=== What you will do ===
Across the following data, how many lines include the string "fixed"? Reply with the number and nothing more.

Saved data entries
++++

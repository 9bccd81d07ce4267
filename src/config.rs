//! Panel configuration parameters.
//!
//! Five parameters live in the host's store under fixed keys. Each
//! resolver is lazy and idempotent: a present value is returned as-is,
//! an absent one is created with its documented default and read back.
//! All of them except the bus address and character map take effect
//! without a restart because the dispatcher re-resolves them per tick.

use log::{debug, info};
use serde::{Deserialize, Serialize};

use crate::app::ports::ConfigPort;
use crate::charmap::Charmap;
use crate::error::Error;

// ---------------------------------------------------------------------------
// Value and parameter types
// ---------------------------------------------------------------------------

/// A stored parameter value. Hosts persist these, so the shape stays
/// serialization-friendly rather than fully typed per key.
#[derive(Debug, Clone, PartialEq, Serialize, Deserialize)]
pub enum ConfigValue {
    Text(String),
    Int(i64),
}

impl ConfigValue {
    pub fn as_str(&self) -> Option<&str> {
        match self {
            Self::Text(s) => Some(s),
            Self::Int(_) => None,
        }
    }

    /// Integer view; numeric text parses too (hosts round-trip values
    /// through form fields).
    pub fn as_int(&self) -> Option<i64> {
        match self {
            Self::Int(v) => Some(*v),
            Self::Text(s) => s.trim().parse().ok(),
        }
    }
}

impl From<&str> for ConfigValue {
    fn from(s: &str) -> Self {
        Self::Text(s.to_owned())
    }
}

impl From<i64> for ConfigValue {
    fn from(v: i64) -> Self {
        Self::Int(v)
    }
}

/// How the host should render the parameter in its settings UI.
#[derive(Debug, Clone, Copy, PartialEq, Eq, Serialize, Deserialize)]
pub enum ParameterKind {
    /// Free-form text.
    Text,
    /// One of a fixed choice list.
    Select,
    /// A kettle picker.
    Kettle,
}

/// Creation metadata for one parameter. Serializes for hosts that
/// persist parameter definitions; the specs themselves are static.
#[derive(Debug, Clone, Serialize)]
pub struct ParameterSpec {
    pub key: &'static str,
    pub default: ConfigValue,
    pub kind: ParameterKind,
    pub description: &'static str,
    /// Allowed values for [`ParameterKind::Select`]; empty otherwise.
    pub choices: &'static [&'static str],
}

// ---------------------------------------------------------------------------
// The five recognized parameters
// ---------------------------------------------------------------------------

fn address_spec() -> ParameterSpec {
    ParameterSpec {
        key: "LCD_Address",
        default: ConfigValue::from("0x27"),
        kind: ParameterKind::Text,
        description: "I2C address of the LCD, restart required (probe with: sudo i2cdetect -y 1)",
        choices: &[],
    }
}

fn charmap_spec() -> ParameterSpec {
    ParameterSpec {
        key: "LCD_Charactermap",
        default: ConfigValue::from("A00"),
        kind: ParameterKind::Select,
        description: "Factory character ROM of the LCD; switch if characters look wrong, restart required",
        choices: &["A00", "A02"],
    }
}

fn refresh_spec() -> ParameterSpec {
    ParameterSpec {
        key: "LCD_Refresh",
        default: ConfigValue::from(3),
        kind: ParameterKind::Select,
        description: "Seconds each vessel stays on screen in multi mode, no restart required",
        choices: &["1", "2", "3", "4", "5", "6"],
    }
}

fn multidisplay_spec() -> ParameterSpec {
    ParameterSpec {
        key: "LCD_Multidisplay",
        default: ConfigValue::from("on"),
        kind: ParameterKind::Select,
        description: "Cycle through all kettles, or show a single kettle, no restart required",
        choices: &["on", "off"],
    }
}

fn single_kettle_spec() -> ParameterSpec {
    ParameterSpec {
        key: "LCD_Singledisplay",
        default: ConfigValue::from(1),
        kind: ParameterKind::Kettle,
        description: "Kettle shown in single mode, no restart required",
        choices: &[],
    }
}

// ---------------------------------------------------------------------------
// Resolution
// ---------------------------------------------------------------------------

/// Lazy create-then-read. Present values win; only an absent key gets
/// the default written, so calling this any number of times creates at
/// most one parameter.
fn resolve(cfg: &(impl ConfigPort + ?Sized), spec: &ParameterSpec) -> ConfigValue {
    if let Some(value) = cfg.get_parameter(spec.key) {
        debug!("{} = {:?}", spec.key, value);
        return value;
    }
    cfg.add_parameter(spec);
    let value = cfg
        .get_parameter(spec.key)
        .unwrap_or_else(|| spec.default.clone());
    info!("{} created with default {:?}", spec.key, value);
    value
}

/// Bus address as stored (hex string, e.g. `0x27`).
pub fn lcd_address(cfg: &(impl ConfigPort + ?Sized)) -> String {
    match resolve(cfg, &address_spec()) {
        ConfigValue::Text(s) => s,
        ConfigValue::Int(v) => format!("{v:#04x}"),
    }
}

/// Character ROM variant. Unparseable stored values fall back to A00.
pub fn charactermap(cfg: &(impl ConfigPort + ?Sized)) -> Charmap {
    let spec = charmap_spec();
    resolve(cfg, &spec)
        .as_str()
        .and_then(|s| s.parse().ok())
        .unwrap_or(Charmap::A00)
}

/// Per-vessel dwell in multi mode, clamped to the 1-6 s choice range.
pub fn refresh_secs(cfg: &(impl ConfigPort + ?Sized)) -> u64 {
    resolve(cfg, &refresh_spec())
        .as_int()
        .map_or(3, |v| v.clamp(1, 6) as u64)
}

/// Whether multi-kettle cycling is enabled.
pub fn multidisplay(cfg: &(impl ConfigPort + ?Sized)) -> bool {
    resolve(cfg, &multidisplay_spec())
        .as_str()
        .is_none_or(|s| s != "off")
}

/// Kettle id for single mode.
pub fn single_kettle_id(cfg: &(impl ConfigPort + ?Sized)) -> i64 {
    resolve(cfg, &single_kettle_spec()).as_int().unwrap_or(1)
}

// ---------------------------------------------------------------------------
// Host-owned unit parameter
// ---------------------------------------------------------------------------

/// Temperature unit shown after the degree sign.
#[derive(Debug, Clone, Copy, PartialEq, Eq, Serialize, Deserialize)]
pub enum TempUnit {
    Celsius,
    Fahrenheit,
}

impl TempUnit {
    pub fn symbol(self) -> char {
        match self {
            Self::Celsius => 'C',
            Self::Fahrenheit => 'F',
        }
    }
}

/// The host's global `unit` parameter. Owned by the host and never
/// created here; anything but `F` reads as Celsius.
pub fn display_unit(cfg: &(impl ConfigPort + ?Sized)) -> TempUnit {
    match cfg.get_parameter("unit").as_ref().and_then(ConfigValue::as_str) {
        Some("F") => TempUnit::Fahrenheit,
        _ => TempUnit::Celsius,
    }
}

/// Parse the stored bus address into a 7-bit I2C address.
pub fn parse_address(raw: &str) -> Result<u8, Error> {
    let trimmed = raw.trim();
    let digits = trimmed
        .strip_prefix("0x")
        .or_else(|| trimmed.strip_prefix("0X"))
        .unwrap_or(trimmed);
    u8::from_str_radix(digits, 16).map_err(|_| Error::Config("LCD_Address is not a hex address"))
}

++++

=== Result of the task ===
2